# What you should do
The required output is the exact run of lines below that opens at the line with "open a listener." and closes at the line with "to a published service.".
(Entries shown Opens)
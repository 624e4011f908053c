//! In-process repository of the URLs this application currently exports.

use metadata_service_sdk::{MetadataInfo, ServiceQuery, ServiceUrl};
use parking_lot::RwLock;

/// URLs of ordinary services exported by this process.
///
/// The metadata service's own URL is never recorded here.
pub struct LocalMetadata {
    app: String,
    urls: RwLock<Vec<ServiceUrl>>,
}

impl LocalMetadata {
    #[must_use]
    pub fn new(app: impl Into<String>) -> Self {
        Self {
            app: app.into(),
            urls: RwLock::new(Vec::new()),
        }
    }

    #[must_use]
    pub fn app(&self) -> &str {
        &self.app
    }

    /// Record an exported URL. Returns `false` if it was already present.
    pub fn add(&self, url: ServiceUrl) -> bool {
        let mut urls = self.urls.write();
        if urls.contains(&url) {
            return false;
        }
        urls.push(url);
        true
    }

    /// Forget an exported URL. Returns `false` if it was not present.
    pub fn remove(&self, url: &ServiceUrl) -> bool {
        let mut urls = self.urls.write();
        let before = urls.len();
        urls.retain(|u| u != url);
        urls.len() != before
    }

    #[must_use]
    pub fn lookup(&self, query: &ServiceQuery) -> Vec<ServiceUrl> {
        let mut found: Vec<ServiceUrl> = self
            .urls
            .read()
            .iter()
            .filter(|u| query.matches(u))
            .cloned()
            .collect();
        found.sort();
        found
    }

    #[must_use]
    pub fn snapshot(&self) -> MetadataInfo {
        let urls = self.urls.read().clone();
        MetadataInfo::new(self.app.clone(), urls)
    }
}

#[cfg(test)]
#[cfg_attr(coverage_nightly, coverage(off))]
mod tests {
    use super::*;

    fn url(port: u16, version: &str) -> ServiceUrl {
        ServiceUrl::new("dubbo", "127.0.0.1", port, "demo.DemoService").with_param("version", version)
    }

    #[test]
    fn test_add_is_deduplicated_and_remove_reports_presence() {
        let local = LocalMetadata::new("app");
        assert!(local.add(url(2002, "1.0.0")));
        assert!(!local.add(url(2002, "1.0.0")));
        assert!(local.remove(&url(2002, "1.0.0")));
        assert!(!local.remove(&url(2002, "1.0.0")));
        assert!(local.snapshot().is_empty());
    }

    #[test]
    fn test_lookup_filters_by_version() {
        let local = LocalMetadata::new("app");
        local.add(url(2002, "1.0.0"));
        local.add(url(2003, "2.0.0"));

        let all = local.lookup(&ServiceQuery::new("demo.DemoService"));
        assert_eq!(all.len(), 2);

        let v2 = local.lookup(&ServiceQuery::new("demo.DemoService").with_version("2.0.0"));
        assert_eq!(v2, vec![url(2003, "2.0.0")]);
    }

    #[test]
    fn test_snapshot_revision_tracks_content() {
        let local = LocalMetadata::new("app");
        let empty = local.snapshot();
        local.add(url(2002, "1.0.0"));
        let one = local.snapshot();
        assert_ne!(empty.revision, one.revision);
        assert_eq!(one.app, "app");
        assert_eq!(one.revision, local.snapshot().revision);
    }
}
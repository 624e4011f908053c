//! RPC transport boundary.
//!
//! The metadata service does not own a codec or server loop. It asks a
//! [`Transport`] to open (or share) a listener, publishes a [`ServiceInvoker`]
//! under its service key on it, and releases the listener on shutdown.
//!
//! Listeners are shared per port: binding a port the transport already listens
//! on with the same protocol returns a handle to the same listener and bumps a
//! reference count. The listener closes when the last handle is released.

use std::sync::Arc;

use async_trait::async_trait;
use serde::{Deserialize, Serialize};

use crate::error::{BindError, InvokeError};
use crate::models::ServiceUrl;

/// Request to open a listener.
#[derive(Debug, Clone, PartialEq, Eq)]
pub struct BindSpec {
    pub protocol: String,
    pub host: String,
    /// `0` asks the transport for an ephemeral port.
    pub port: u16,
    /// The listener is opened for the metadata service only. Such listeners are
    /// never offered for port reuse.
    pub metadata_only: bool,
}

impl BindSpec {
    #[must_use]
    pub fn new(protocol: impl Into<String>, host: impl Into<String>, port: u16) -> Self {
        Self {
            protocol: protocol.into(),
            host: host.into(),
            port,
            metadata_only: false,
        }
    }

    #[must_use]
    pub fn for_metadata(mut self) -> Self {
        self.metadata_only = true;
        self
    }
}

/// One reference to an open listener, returned by [`Transport::bind`].
#[derive(Debug, Clone, PartialEq, Eq, Hash)]
pub struct ListenerHandle {
    id: u64,
    protocol: String,
    host: String,
    port: u16,
    metadata_only: bool,
}

impl ListenerHandle {
    #[must_use]
    pub fn new(
        id: u64,
        protocol: impl Into<String>,
        host: impl Into<String>,
        port: u16,
        metadata_only: bool,
    ) -> Self {
        Self {
            id,
            protocol: protocol.into(),
            host: host.into(),
            port,
            metadata_only,
        }
    }

    #[must_use]
    pub fn id(&self) -> u64 {
        self.id
    }

    #[must_use]
    pub fn protocol(&self) -> &str {
        &self.protocol
    }

    #[must_use]
    pub fn host(&self) -> &str {
        &self.host
    }

    /// Actual bound port (never `0`).
    #[must_use]
    pub fn port(&self) -> u16 {
        self.port
    }

    #[must_use]
    pub fn is_metadata_only(&self) -> bool {
        self.metadata_only
    }
}

/// Snapshot of one open listener.
#[derive(Debug, Clone, PartialEq, Eq)]
pub struct ListenerInfo {
    pub protocol: String,
    pub host: String,
    pub port: u16,
    /// No ordinary service holds a reference to this listener.
    pub metadata_only: bool,
    /// Published service keys.
    pub services: Vec<String>,
}

/// Single call sent to a published service.
#[derive(Debug, Clone, PartialEq, Serialize, Deserialize)]
pub struct Invocation {
    pub method: String,
    #[serde(default)]
    pub args: serde_json::Value,
}

impl Invocation {
    #[must_use]
    pub fn new(method: impl Into<String>, args: serde_json::Value) -> Self {
        Self {
            method: method.into(),
            args,
        }
    }

    #[must_use]
    pub fn no_args(method: impl Into<String>) -> Self {
        Self::new(method, serde_json::Value::Null)
    }
}

/// Server-side handler of a published service.
#[async_trait]
pub trait ServiceInvoker: Send + Sync {
    async fn invoke(&self, invocation: Invocation) -> anyhow::Result<serde_json::Value>;
}

#[async_trait]
pub trait Transport: Send + Sync {
    /// Whether this transport can open listeners for `protocol`.
    fn supports_protocol(&self, protocol: &str) -> bool;

    /// Open a listener, or share the one already open on that port.
    ///
    /// # Errors
    ///
    /// Returns `BindError` if the port is taken by something else, is bound for
    /// another protocol, or the protocol is unsupported.
    async fn bind(&self, spec: &BindSpec) -> Result<ListenerHandle, BindError>;

    /// Release one reference; the listener closes with its last reference.
    async fn unbind(&self, handle: &ListenerHandle);

    /// Make `invoker` callable under `service_key` (see [`ServiceUrl::service_key`]).
    ///
    /// # Errors
    ///
    /// Returns `BindError` if the listener is unknown or the key is already taken.
    fn publish(
        &self,
        handle: &ListenerHandle,
        service_key: &str,
        invoker: Arc<dyn ServiceInvoker>,
    ) -> Result<(), BindError>;

    fn unpublish(&self, handle: &ListenerHandle, service_key: &str);

    /// Snapshot of open listeners, in bind order.
    fn listeners(&self) -> Vec<ListenerInfo>;

    /// Client side: call a service published at `url`.
    ///
    /// # Errors
    ///
    /// Returns `InvokeError` if nothing listens at the address, the service is not
    /// published there, or the remote handler fails.
    async fn invoke(
        &self,
        url: &ServiceUrl,
        invocation: Invocation,
    ) -> Result<serde_json::Value, InvokeError>;
}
(Entries shown Closes)
# Answer for the task
/// Request to open a listener.
#[derive(Debug, Clone, PartialEq, Eq)]
pub struct BindSpec {
    pub protocol: String,
    pub host: String,
    /// `0` asks the transport for an ephemeral port.
    pub port: u16,
    /// The listener is opened for the metadata service only. Such listeners are
    /// never offered for port reuse.
    pub metadata_only: bool,
}

impl BindSpec {
    #[must_use]
    pub fn new(protocol: impl Into<String>, host: impl Into<String>, port: u16) -> Self {
        Self {
            protocol: protocol.into(),
            host: host.into(),
            port,
            metadata_only: false,
        }
    }

    #[must_use]
    pub fn for_metadata(mut self) -> Self {
        self.metadata_only = true;
        self
    }
}

/// One reference to an open listener, returned by [`Transport::bind`].
#[derive(Debug, Clone, PartialEq, Eq, Hash)]
pub struct ListenerHandle {
    id: u64,
    protocol: String,
    host: String,
    port: u16,
    metadata_only: bool,
}

impl ListenerHandle {
    #[must_use]
    pub fn new(
        id: u64,
        protocol: impl Into<String>,
        host: impl Into<String>,
        port: u16,
        metadata_only: bool,
    ) -> Self {
        Self {
            id,
            protocol: protocol.into(),
            host: host.into(),
            port,
            metadata_only,
        }
    }

    #[must_use]
    pub fn id(&self) -> u64 {
        self.id
    }

    #[must_use]
    pub fn protocol(&self) -> &str {
        &self.protocol
    }

    #[must_use]
    pub fn host(&self) -> &str {
        &self.host
    }

    /// Actual bound port (never `0`).
    #[must_use]
    pub fn port(&self) -> u16 {
        self.port
    }

    #[must_use]
    pub fn is_metadata_only(&self) -> bool {
        self.metadata_only
    }
}

/// Snapshot of one open listener.
#[derive(Debug, Clone, PartialEq, Eq)]
pub struct ListenerInfo {
    pub protocol: String,
    pub host: String,
    pub port: u16,
    /// No ordinary service holds a reference to this listener.
    pub metadata_only: bool,
    /// Published service keys.
    pub services: Vec<String>,
}

/// Single call sent to a published service.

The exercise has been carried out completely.